- Motto: Bara Alagi Uru
- Interactive map of Bende
- Bende Location in Nigeria
- Coordinates: 5°34′N 7°38′E﻿ / ﻿5.567°N 7.633°E
- Country: Nigeria
- State: Abia State

Government
- • Bende Town Union (BTU): Chief Engr Kalu Offor (BTU) Abuja Branch

Population (2006)
- • Total: 192,621
- Time zone: UTC+1 (WAT)

= Bende, Nigeria =

Bende is a local government area in Abia State, Nigeria with headquarters located in Bende Community also known as Amaeke. Bende Local Government Area (L.G.A) of Abia state lies on 70 30I of the Greenwich Meridian and latitude 50 30I North of the Equator. It is composed of thirteen (13) communities, namely: Alayi, Bende, Ezeukwu, Igbere, Item, Itumbuzo, Nkpa, Ntalakwu, Ozuitem, Ugwueke, Umu-imenyi, Umuhu-Ezechi, and Uzuakoli.

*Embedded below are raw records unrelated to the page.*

//! Core engine types: entity IDs, configuration, RNG.
//!
//! This module contains the building blocks shared by the pipeline and the
//! combat resolver. Hosts configure behaviour via `EncounterConfig` rather
//! than modifying the core.

pub mod config;
pub mod entity;
pub mod rng;

pub use config::{EncounterConfig, PlacementRules, MAX_ENGAGEMENT_SLOTS};
pub use entity::{EntityAllocator, EntityId};
pub use rng::GameRng;
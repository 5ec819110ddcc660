//! Draw economy: hand capacity, table capacity, and deferred draws.
//!
//! Every draw the engine performs, whether from an ability or a combat
//! draw offer, is clamped here before a single card leaves the deck.
//! Clamping to zero is a normal outcome, not an error.
//!
//! ## Key Types
//!
//! - `DrawOffer`: An energy-for-cards trade with a deferred portion
//! - `OfferAvailability`: Whether an offer can be taken right now, and how
//!   many cards it would actually draw
//! - `DeferredDraw`: Cards owed at the start of the next round
//!
//! ```
//! use card_encounter::economy::{capacity, table_capacity, TABLE_CARD_CAP};
//!
//! assert_eq!(capacity(7, 7), 0);
//! assert_eq!(capacity(7, 4), 3);
//! assert_eq!(table_capacity(TABLE_CARD_CAP, 9), 0);
//! ```

use serde::{Deserialize, Serialize};

/// Hard cap on cards on the table (hand plus every combat zone).
pub const TABLE_CARD_CAP: usize = 7;

/// Free room in the hand.
#[must_use]
pub fn capacity(max_hand: usize, hand_count: usize) -> usize {
    max_hand.saturating_sub(hand_count)
}

/// Free room on the table.
#[must_use]
pub fn table_capacity(cap: usize, cards_on_table: usize) -> usize {
    cap.saturating_sub(cards_on_table)
}

/// Clamp a draw request to every limit given.
#[must_use]
pub fn clamp_draw(requested: usize, limits: &[usize]) -> usize {
    limits.iter().fold(requested, |n, &limit| n.min(limit))
}

/// An energy-for-cards trade offered during combat.
#[derive(Clone, Copy, Debug, PartialEq, Eq, Serialize, Deserialize)]
pub struct DrawOffer {
    /// Energy spent.
    pub cost: i64,
    /// Cards drawn immediately (clamped to capacity).
    pub now: usize,
    /// Cards owed at the start of the next round (never clamped on purchase).
    pub deferred: usize,
}

impl DrawOffer {
    #[must_use]
    pub const fn new(cost: i64, now: usize, deferred: usize) -> Self {
        Self { cost, now, deferred }
    }

    /// "Draw 2 now, +1 next round" for 2 energy.
    #[must_use]
    pub const fn small() -> Self {
        Self::new(2, 2, 1)
    }

    /// "Draw 3 now, +2 next round" for 3 energy.
    #[must_use]
    pub const fn large() -> Self {
        Self::new(3, 3, 2)
    }

    /// Decide whether this offer can be taken.
    ///
    /// Enabled when the player can pay and the table has room for at least
    /// one card. `room` is the smaller of hand and table capacity.
    #[must_use]
    pub fn evaluate(&self, energy: i64, room: usize) -> OfferAvailability {
        let blocked = if energy < self.cost {
            Some(OfferBlock::InsufficientEnergy {
                required: self.cost,
                available: energy,
            })
        } else if room == 0 {
            Some(OfferBlock::TableFull)
        } else {
            None
        };

        OfferAvailability {
            draw_now: if blocked.is_some() { 0 } else { clamp_draw(self.now, &[room]) },
            deferred: if blocked.is_some() { 0 } else { self.deferred },
            blocked,
        }
    }
}

/// Evaluate an offer against the table alone.
///
/// Hand capacity is not considered; `CombatRound::offer_availability`
/// clamps by both.
#[must_use]
pub fn evaluate_offer(
    offer: &DrawOffer,
    energy: i64,
    cards_on_table: usize,
    cap: usize,
) -> OfferAvailability {
    offer.evaluate(energy, table_capacity(cap, cards_on_table))
}

/// Why an offer is disabled.
#[derive(Clone, Copy, Debug, PartialEq, Eq, Serialize, Deserialize)]
pub enum OfferBlock {
    InsufficientEnergy { required: i64, available: i64 },
    TableFull,
}

impl std::fmt::Display for OfferBlock {
    fn fmt(&self, f: &mut std::fmt::Formatter<'_>) -> std::fmt::Result {
        match self {
            OfferBlock::InsufficientEnergy { required, available } => {
                write!(f, "needs {required} energy, have {available}")
            }
            OfferBlock::TableFull => f.write_str("table is full"),
        }
    }
}

/// Result of evaluating a draw offer.
#[derive(Clone, Copy, Debug, PartialEq, Eq, Serialize, Deserialize)]
pub struct OfferAvailability {
    /// Cards that would be drawn now.
    pub draw_now: usize,
    /// Cards that would be added to the deferred counter.
    pub deferred: usize,
    /// `None` when the offer is enabled.
    pub blocked: Option<OfferBlock>,
}

impl OfferAvailability {
    #[must_use]
    pub fn is_enabled(&self) -> bool {
        self.blocked.is_none()
    }
}

/// Cards owed for a later round.
///
/// Whatever can't be paid out because of capacity keeps carrying forward.
#[derive(Clone, Copy, Debug, Default, PartialEq, Eq, Serialize, Deserialize)]
pub struct DeferredDraw {
    owed: usize,
}

impl DeferredDraw {
    #[must_use]
    pub fn new(owed: usize) -> Self {
        Self { owed }
    }

    /// Cards still owed.
    #[must_use]
    pub fn owed(&self) -> usize {
        self.owed
    }

    /// Promise more cards.
    pub fn add(&mut self, n: usize) {
        self.owed += n;
    }

    /// Take as many owed cards as `room` allows. Returns how many to draw.
    pub fn settle(&mut self, room: usize) -> usize {
        let paid = clamp_draw(self.owed, &[room]);
        self.owed -= paid;
        paid
    }

    /// Give back cards that were settled but couldn't actually be drawn
    /// (e.g. the deck ran out).
    pub fn refund(&mut self, n: usize) {
        self.owed += n;
    }
}
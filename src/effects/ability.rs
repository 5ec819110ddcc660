//! Ability definitions.
//!
//! An ability is an immutable template: a trigger, an ordered list of cost
//! steps and an ordered list of effect steps. Running one is the job of
//! `pipeline::PipelineExecutor`.

use serde::{Deserialize, Serialize};

use super::step::EffectStep;

/// When an ability fires.
#[derive(Clone, Copy, Debug, PartialEq, Eq, Hash, Serialize, Deserialize)]
pub enum TriggerKind {
    /// The player activates it from the card.
    Manual,
    /// The card is played.
    OnPlay,
    /// The card is drawn.
    OnDraw,
    /// The card is discarded.
    OnDiscard,
}

/// A card ability.
///
/// ## Example
///
/// ```
/// use card_encounter::effects::{AbilityDefinition, EffectStep};
/// use card_encounter::host::StatKind;
///
/// let eat = AbilityDefinition::manual()
///     .cost(EffectStep::confirm_consume("Eat the bread?", ["+3 Hunger"]))
///     .effect(EffectStep::restore(StatKind::Hunger, 3))
///     .effect(EffectStep::restore(StatKind::Health, 1));
///
/// assert_eq!(eat.costs.len(), 1);
/// assert_eq!(eat.effects.len(), 2);
/// ```
#[derive(Clone, Debug, PartialEq, Serialize, Deserialize)]
pub struct AbilityDefinition {
    pub trigger: TriggerKind,

    /// Paid before any effect. A failing cost aborts the ability.
    #[serde(default)]
    pub costs: Vec<EffectStep>,

    /// Applied after all costs. A failing effect is logged and skipped.
    #[serde(default)]
    pub effects: Vec<EffectStep>,
}

impl AbilityDefinition {
    /// Create an empty ability with the given trigger.
    #[must_use]
    pub fn new(trigger: TriggerKind) -> Self {
        Self {
            trigger,
            costs: Vec::new(),
            effects: Vec::new(),
        }
    }

    /// Create an empty manually-activated ability.
    #[must_use]
    pub fn manual() -> Self {
        Self::new(TriggerKind::Manual)
    }

    /// Append a cost step (builder pattern).
    #[must_use]
    pub fn cost(mut self, step: EffectStep) -> Self {
        self.costs.push(step);
        self
    }

    /// Append an effect step (builder pattern).
    #[must_use]
    pub fn effect(mut self, step: EffectStep) -> Self {
        self.effects.push(step);
        self
    }

    /// Whether either list contains a step that can suspend the pipeline.
    #[must_use]
    pub fn may_suspend(&self) -> bool {
        self.costs.iter().any(EffectStep::is_confirmation)
            || self.effects.iter().any(|s| s.is_restore() || s.is_animated_draw())
    }
}
//! Collaborator contracts consumed by the engine.
//!
//! The engine owns no cards, no stats and no presentation. Everything it
//! touches outside its own state goes through the traits in this module,
//! and callers inject implementations explicitly (see `effects::Collaborators`
//! and `combat::CombatEnv`). Nothing is looked up through global state.
//!
//! ## Presentation hooks
//!
//! `ConfirmPrompt` and `Animator` are fire-and-forget: the engine tells them
//! what to show and then suspends. When the presentation finishes, the caller
//! resumes the pipeline with the `ResumeToken` it was handed. This keeps the
//! hooks free of callbacks and lets the borrow checker see every mutation.
//!
//! ## Reference implementations
//!
//! `memory` holds simple in-memory implementations used by tests and by
//! headless hosts. Hand and deck piles live in `zones::CardPiles`.

pub mod memory;

use serde::{Deserialize, Serialize};

use crate::cards::CardInstance;
use crate::combat::{LootEntry, OpponentDescriptor};
use crate::core::EntityId;

/// Which collaborator a step needed but didn't get.
#[derive(Clone, Copy, Debug, PartialEq, Eq, Hash, Serialize, Deserialize)]
pub enum Collaborator {
    Hand,
    Deck,
    Stats,
}

impl std::fmt::Display for Collaborator {
    fn fmt(&self, f: &mut std::fmt::Formatter<'_>) -> std::fmt::Result {
        let name = match self {
            Collaborator::Hand => "hand",
            Collaborator::Deck => "deck",
            Collaborator::Stats => "player stats",
        };
        f.write_str(name)
    }
}

/// Player stat that effects can restore.
#[derive(Clone, Copy, Debug, PartialEq, Eq, Hash, Serialize, Deserialize)]
pub enum StatKind {
    Health,
    Energy,
    Hunger,
    Thirst,
}

/// The player's hand, plus the discard and exile piles behind it.
pub trait Hand {
    /// Number of cards currently in hand.
    fn count(&self) -> usize;

    /// Maximum hand size.
    fn max_size(&self) -> usize;

    /// Put a card into the hand.
    fn add_card(&mut self, card: CardInstance);

    /// The card in hand with this ID, if any.
    fn peek_card(&self, id: EntityId) -> Option<&CardInstance>;

    /// Take a card out of the hand without discarding it.
    ///
    /// Used when a card moves onto the combat table.
    fn take_card(&mut self, id: EntityId) -> Option<CardInstance>;

    /// Move a card from hand to the discard pile.
    ///
    /// Returns `false` if the card isn't in hand.
    fn discard_by_instance(&mut self, id: EntityId) -> bool;

    /// Put cards that are not in hand (e.g. from the combat table) straight
    /// into the discard pile.
    fn discard_cards(&mut self, cards: Vec<CardInstance>);

    /// Remove a card from hand and from the game.
    ///
    /// Returns `false` if the card isn't in hand.
    fn exile_by_instance(&mut self, id: EntityId) -> bool;

    /// Signal that pile contents changed so dependent views can refresh.
    fn notify_piles_changed(&mut self);
}

/// The player's draw pile.
pub trait Deck {
    /// Remove up to `n` cards from the top. Returns fewer when exhausted.
    fn draw_many(&mut self, n: usize) -> Vec<CardInstance>;

    /// Cards remaining.
    fn remaining(&self) -> usize;
}

/// Player survival stats.
pub trait PlayerStats {
    /// Current value of a stat.
    fn stat(&self, kind: StatKind) -> i64;

    /// Raise a stat by `amount`. Implementations clamp to their own maximums.
    fn restore(&mut self, kind: StatKind, amount: i64);

    /// Lower health by `amount`.
    fn take_damage(&mut self, amount: i64);

    /// Spend energy. Returns `false` and changes nothing if there isn't enough.
    fn spend_energy(&mut self, amount: i64) -> bool;

    fn heal(&mut self, amount: i64) {
        self.restore(StatKind::Health, amount);
    }

    fn gain_energy(&mut self, amount: i64) {
        self.restore(StatKind::Energy, amount);
    }

    fn health(&self) -> i64 {
        self.stat(StatKind::Health)
    }

    fn energy(&self) -> i64 {
        self.stat(StatKind::Energy)
    }

    fn hunger(&self) -> i64 {
        self.stat(StatKind::Hunger)
    }

    fn thirst(&self) -> i64 {
        self.stat(StatKind::Thirst)
    }
}

/// Resource storage credited by loot.
pub trait Inventory {
    fn add_resource(&mut self, resource_id: &str, amount: u32);
}

/// A yes/no question shown before a cost is paid.
#[derive(Clone, Debug, PartialEq, Eq, Serialize, Deserialize)]
pub struct ConfirmRequest {
    /// Card whose ability asked.
    pub source: EntityId,
    pub message: String,
    /// Optional labelled chips (e.g. "+2 Health") shown under the message.
    #[serde(default)]
    pub chips: Vec<String>,
}

/// Shows confirmation requests.
///
/// The answer comes back through `PipelineExecutor::resume_confirm`.
pub trait ConfirmPrompt {
    fn show(&mut self, request: &ConfirmRequest);
}

/// Presentation layer for draws, stat restores and loot.
pub trait Animator {
    /// Present drawn cards. The pipeline adds them to the hand on resume.
    fn play_draw_animation(&mut self, cards: &[CardInstance]);

    /// Present a merged set of stat restorations, already applied.
    fn play_stat_restore_batch(&mut self, pairs: &[(StatKind, i64)]);

    /// Present an opponent's death and its loot. Loot is credited right
    /// after this returns.
    fn play_loot_pickup(&mut self, opponent: &OpponentDescriptor, loot: &[LootEntry]);
}

/// The screen or map that owns a combat.
pub trait CombatHost {
    fn on_combat_ended(&mut self, victory: bool);

    /// Transient notice after a round's wounds are applied.
    fn on_wounds_taken(&mut self, _wounds: i64) {}

    /// Global input lock held for the duration of a combat.
    fn set_input_locked(&mut self, _locked: bool) {}

    /// Non-combat UI that is disabled while a combat runs.
    fn set_ui_enabled(&mut self, _enabled: bool) {}
}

The population of Bende L.G.A. according to the 2016 population census was 192,621 persons. Bende L.G.A has agriculture climatic conditions typically of the tropics. Bende is bounded in the north by Cross River State, Afikpo and Ohaozara, and in the South by Arochukwu and Ohafia, while in the East and West by Ikwuano L.G.A. and Umuahia L.G.A respectively. Agriculture is widely the occupation of the people and it is a major rice producing area in Abia state.

== Climate ==
In Bende, the dry season is hot, muggy, and usually cloudy whereas the wet season is warm, oppressive, and overcast. The average annual temperature ranges between 67 °F and 87 °F, rarely falling below 60 °F or rising over 90 °F.

Since Bende experiences such small seasonal temperature variations, talking about hot and cold seasons isn't very helpful.

=== Cloud ===

Over the course of the year at Bende, there are noticeable seasonal variations in the average percentage of sky that is covered by clouds.

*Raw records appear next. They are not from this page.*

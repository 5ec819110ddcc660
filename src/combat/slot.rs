//! Engagement slots.
//!
//! A slot binds one opponent to the two card zones the player fills against
//! it. Sums are cached and refreshed by `recount`, which every mutation in
//! this file goes through.

use std::sync::Arc;

use serde::{Deserialize, Serialize};

use super::opponent::OpponentDescriptor;
use crate::cards::CardInstance;
use crate::core::EntityId;

/// Stable identifier of a slot within one combat.
///
/// Slots are removed as opponents die, so positions shift; IDs don't.
#[derive(Clone, Copy, Debug, PartialEq, Eq, Hash, PartialOrd, Ord, Serialize, Deserialize)]
pub struct SlotId(pub u32);

impl std::fmt::Display for SlotId {
    fn fmt(&self, f: &mut std::fmt::Formatter<'_>) -> std::fmt::Result {
        write!(f, "Slot({})", self.0)
    }
}

/// The two zones of a slot.
#[derive(Clone, Copy, Debug, PartialEq, Eq, Hash, Serialize, Deserialize)]
pub enum ZoneKind {
    Attack,
    Defense,
}

/// What the player would see on the slot before ending the turn.
#[derive(Clone, Copy, Debug, PartialEq, Eq, Serialize, Deserialize)]
pub struct SlotPreview {
    /// Wounds this opponent would deal.
    pub pending_wounds: i64,
    /// Health segments the opponent would lose, capped at current health.
    pub segments_lost: i64,
}

/// One slot's share of a round.
#[derive(Clone, Copy, Debug, PartialEq, Eq, Serialize, Deserialize)]
pub struct SlotExchange {
    pub slot: SlotId,
    /// Damage dealt to the opponent.
    pub damage: i64,
    /// Wounds dealt to the player.
    pub wounds: i64,
    pub killed: bool,
}

/// One opponent and the cards played against it.
#[derive(Clone, Debug, PartialEq, Serialize, Deserialize)]
pub struct EngagementSlot {
    id: SlotId,
    opponent: Arc<OpponentDescriptor>,
    current_health: i64,
    attack_zone: Vec<CardInstance>,
    defense_zone: Vec<CardInstance>,
    attack_sum: i64,
    defense_sum: i64,
}

impl EngagementSlot {
    /// Bind an opponent at full health with empty zones.
    #[must_use]
    pub fn new(id: SlotId, opponent: Arc<OpponentDescriptor>) -> Self {
        Self {
            id,
            current_health: opponent.max_health,
            opponent,
            attack_zone: Vec::new(),
            defense_zone: Vec::new(),
            attack_sum: 0,
            defense_sum: 0,
        }
    }

    #[must_use]
    pub fn id(&self) -> SlotId {
        self.id
    }

    #[must_use]
    pub fn opponent(&self) -> &Arc<OpponentDescriptor> {
        &self.opponent
    }

    #[must_use]
    pub fn current_health(&self) -> i64 {
        self.current_health
    }

    #[must_use]
    pub fn is_alive(&self) -> bool {
        self.current_health > 0
    }

    #[must_use]
    pub fn zone(&self, kind: ZoneKind) -> &[CardInstance] {
        match kind {
            ZoneKind::Attack => &self.attack_zone,
            ZoneKind::Defense => &self.defense_zone,
        }
    }

    #[must_use]
    pub fn attack_sum(&self) -> i64 {
        self.attack_sum
    }

    #[must_use]
    pub fn defense_sum(&self) -> i64 {
        self.defense_sum
    }

    /// Cards in both zones.
    #[must_use]
    pub fn card_count(&self) -> usize {
        self.attack_zone.len() + self.defense_zone.len()
    }

    /// Which zone holds `id`, if any.
    #[must_use]
    pub fn zone_of(&self, id: EntityId) -> Option<ZoneKind> {
        if self.attack_zone.iter().any(|c| c.entity_id == id) {
            Some(ZoneKind::Attack)
        } else if self.defense_zone.iter().any(|c| c.entity_id == id) {
            Some(ZoneKind::Defense)
        } else {
            None
        }
    }

    /// Wounds the opponent would deal with the current defense.
    #[must_use]
    pub fn pending_wounds(&self) -> i64 {
        (self.opponent.attack - self.defense_sum).max(0)
    }

    /// Damage the current attack would deal through armor.
    #[must_use]
    pub fn damage_through_armor(&self) -> i64 {
        (self.attack_sum - self.opponent.armor).max(0)
    }

    #[must_use]
    pub fn preview(&self) -> SlotPreview {
        SlotPreview {
            pending_wounds: self.pending_wounds(),
            segments_lost: self.damage_through_armor().min(self.current_health),
        }
    }

    pub(crate) fn place(&mut self, kind: ZoneKind, card: CardInstance) {
        match kind {
            ZoneKind::Attack => self.attack_zone.push(card),
            ZoneKind::Defense => self.defense_zone.push(card),
        }
        self.recount();
    }

    pub(crate) fn take(&mut self, id: EntityId) -> Option<CardInstance> {
        let zone = match self.zone_of(id)? {
            ZoneKind::Attack => &mut self.attack_zone,
            ZoneKind::Defense => &mut self.defense_zone,
        };
        let pos = zone.iter().position(|c| c.entity_id == id)?;
        let card = zone.remove(pos);
        self.recount();
        Some(card)
    }

    /// Empty both zones, attack first.
    pub(crate) fn drain(&mut self) -> Vec<CardInstance> {
        let mut cards = std::mem::take(&mut self.attack_zone);
        cards.append(&mut self.defense_zone);
        self.recount();
        cards
    }

    /// Refresh cached sums from zone contents.
    pub(crate) fn recount(&mut self) {
        self.attack_sum = self.attack_zone.iter().map(CardInstance::value).sum();
        self.defense_sum = self.defense_zone.iter().map(CardInstance::value).sum();
    }

    /// Resolve this slot's half of a round.
    ///
    /// Touches only this slot, so slots can be resolved in any order.
    pub(crate) fn exchange(&mut self) -> SlotExchange {
        self.recount();
        let damage = self.damage_through_armor();
        let wounds = self.pending_wounds();
        self.current_health = (self.current_health - damage).max(0);
        SlotExchange {
            slot: self.id,
            damage,
            wounds,
            killed: !self.is_alive(),
        }
    }
}

#[cfg(test)]
mod tests {
    use super::*;
    use crate::cards::{CardColor, CardDefinition, CardId};

    fn card(id: u32, value: i64) -> CardInstance {
        let def = CardDefinition::new(CardId::new(id), "Card", CardColor::Red).with_value(value);
        CardInstance::new(EntityId(id), Arc::new(def))
    }

    fn slot(attack: i64, armor: i64, health: i64) -> EngagementSlot {
        EngagementSlot::new(
            SlotId(0),
            Arc::new(OpponentDescriptor::new("Foe", attack, armor, health)),
        )
    }

    #[test]
    fn test_sums_follow_placement() {
        let mut slot = slot(4, 0, 5);
        slot.place(ZoneKind::Attack, card(1, 3));
        slot.place(ZoneKind::Attack, card(2, 2));
        slot.place(ZoneKind::Defense, card(3, 1));
        assert_eq!(slot.attack_sum(), 5);
        assert_eq!(slot.defense_sum(), 1);

        let taken = slot.take(EntityId(2)).unwrap();
        assert_eq!(taken.value(), 2);
        assert_eq!(slot.attack_sum(), 3);
        assert!(slot.take(EntityId(2)).is_none());

        assert_eq!(slot.drain().len(), 2);
        assert_eq!(slot.attack_sum(), 0);
        assert_eq!(slot.defense_sum(), 0);
        assert_eq!(slot.card_count(), 0);
    }

    #[test]
    fn test_preview() {
        let mut slot = slot(4, 2, 2);
        slot.place(ZoneKind::Defense, card(1, 1));
        slot.place(ZoneKind::Attack, card(2, 7));

        let preview = slot.preview();
        assert_eq!(preview.pending_wounds, 3);
        // 5 through armor, capped at 2 health
        assert_eq!(preview.segments_lost, 2);
    }

    #[test]
    fn test_exchange_armor_and_death() {
        let mut slot = slot(0, 2, 3);
        slot.place(ZoneKind::Attack, card(1, 5));

        let exchange = slot.exchange();
        assert_eq!(exchange.damage, 3);
        assert!(exchange.killed);
        assert_eq!(slot.current_health(), 0);
    }

    #[test]
    fn test_exchange_floors() {
        let mut slot = slot(1, 5, 3);
        slot.place(ZoneKind::Attack, card(1, 2));
        slot.place(ZoneKind::Defense, card(2, 4));

        let exchange = slot.exchange();
        assert_eq!(exchange.damage, 0);
        assert_eq!(exchange.wounds, 0);
        assert!(!exchange.killed);
        assert_eq!(slot.current_health(), 3);
    }
}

Around November 24 marks the start of Bende's clearer season, which lasts for 2.6 months and ends around February 11.

December is the clearest month of the year in Bende, with the sky remaining clear, mostly clear, or partly cloudy 41% of the time on average.

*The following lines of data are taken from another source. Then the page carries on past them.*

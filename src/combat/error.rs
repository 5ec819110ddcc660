//! Combat errors.

use serde::{Deserialize, Serialize};

use super::round::CombatPhase;
use super::slot::{SlotId, ZoneKind};
use crate::cards::CardColor;
use crate::core::EntityId;
use crate::economy::OfferBlock;

/// Why a combat operation was refused.
///
/// A refused operation leaves the combat, the hand and the player's stats
/// exactly as they were.
#[derive(Clone, Debug, PartialEq, Eq, Serialize, Deserialize, thiserror::Error)]
pub enum CombatError {
    #[error("combat is not active (phase {0:?})")]
    NotActive(CombatPhase),

    #[error("combat already in progress")]
    AlreadyStarted,

    #[error("combat needs at least one opponent")]
    NoOpponents,

    #[error("no such slot: {0}")]
    UnknownSlot(SlotId),

    #[error("card {0} is not in hand")]
    CardNotInHand(EntityId),

    #[error("card {0} is not on the table")]
    CardNotPlaced(EntityId),

    #[error("{color:?} card {card} can't be placed in the {zone:?} zone")]
    Rejected {
        card: EntityId,
        color: CardColor,
        zone: ZoneKind,
    },

    #[error("no draw offer #{0}")]
    UnknownOffer(usize),

    #[error("draw offer unavailable: {0}")]
    OfferBlocked(OfferBlock),
}
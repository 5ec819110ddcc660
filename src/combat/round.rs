//! Combat round resolver.
//!
//! `CombatRound` is a small state machine:
//!
//! ```text
//! Idle -> Active(1) -> Resolving -> Active(n + 1) ...
//!                               \-> Ending -> Ended
//! ```
//!
//! Between `start` and the end of combat the player places cards from the
//! hand into slot zones, buys draws with energy and ends the turn. All
//! collaborators are passed in through `CombatEnv` on every call; the round
//! itself owns only its slots and counters.

use std::sync::Arc;

use serde::{Deserialize, Serialize};
use smallvec::SmallVec;
use tracing::{debug, info, warn};

use super::error::CombatError;
use super::opponent::OpponentDescriptor;
use super::slot::{EngagementSlot, SlotExchange, SlotId, ZoneKind};
use crate::cards::CardInstance;
use crate::core::{EncounterConfig, EntityId, MAX_ENGAGEMENT_SLOTS};
use crate::economy::{capacity, clamp_draw, table_capacity, DeferredDraw, OfferAvailability, OfferBlock};
use crate::host::{Animator, CombatHost, Deck, Hand, Inventory, PlayerStats};

/// Lifecycle of a combat.
#[derive(Clone, Copy, Debug, PartialEq, Eq, Hash, Serialize, Deserialize)]
pub enum CombatPhase {
    /// Not started.
    Idle,
    /// Accepting placements, offers and end-turn.
    Active,
    /// Inside `end_turn`.
    Resolving,
    /// Wrapping up after the last opponent died or the player forfeited.
    Ending,
    /// Finished; see `CombatRound::summary`.
    Ended,
}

Beginning about February 11 and lasting for 9.4 months, the cloudier period of the year ends around November 24.

May is the cloudiest month of the year in Bende, with the sky being overcast or mostly cloudy 86% of the time on average.

=== Precipitation ===

A day that has at least 0.04 inches of liquid or liquid-equivalent precipitation is considered to be wet. In Bende, the likelihood of rainy days varies wildly throughout the year.

From March 27 to November 8 is the wetter season, which has a 7.4-month duration with a greater than 45% chance of precipitation on any one day. In Bende, September has an average of 25.4 days with at least 0.04 inches of precipitation, making it the month with the most wet days.

Between November 8 and March 27, or 4.6 months, is the dry season. In Bende, January has an average of 1.4 days with at least 0.04 inches of precipitation, making it the month with the fewest wet days.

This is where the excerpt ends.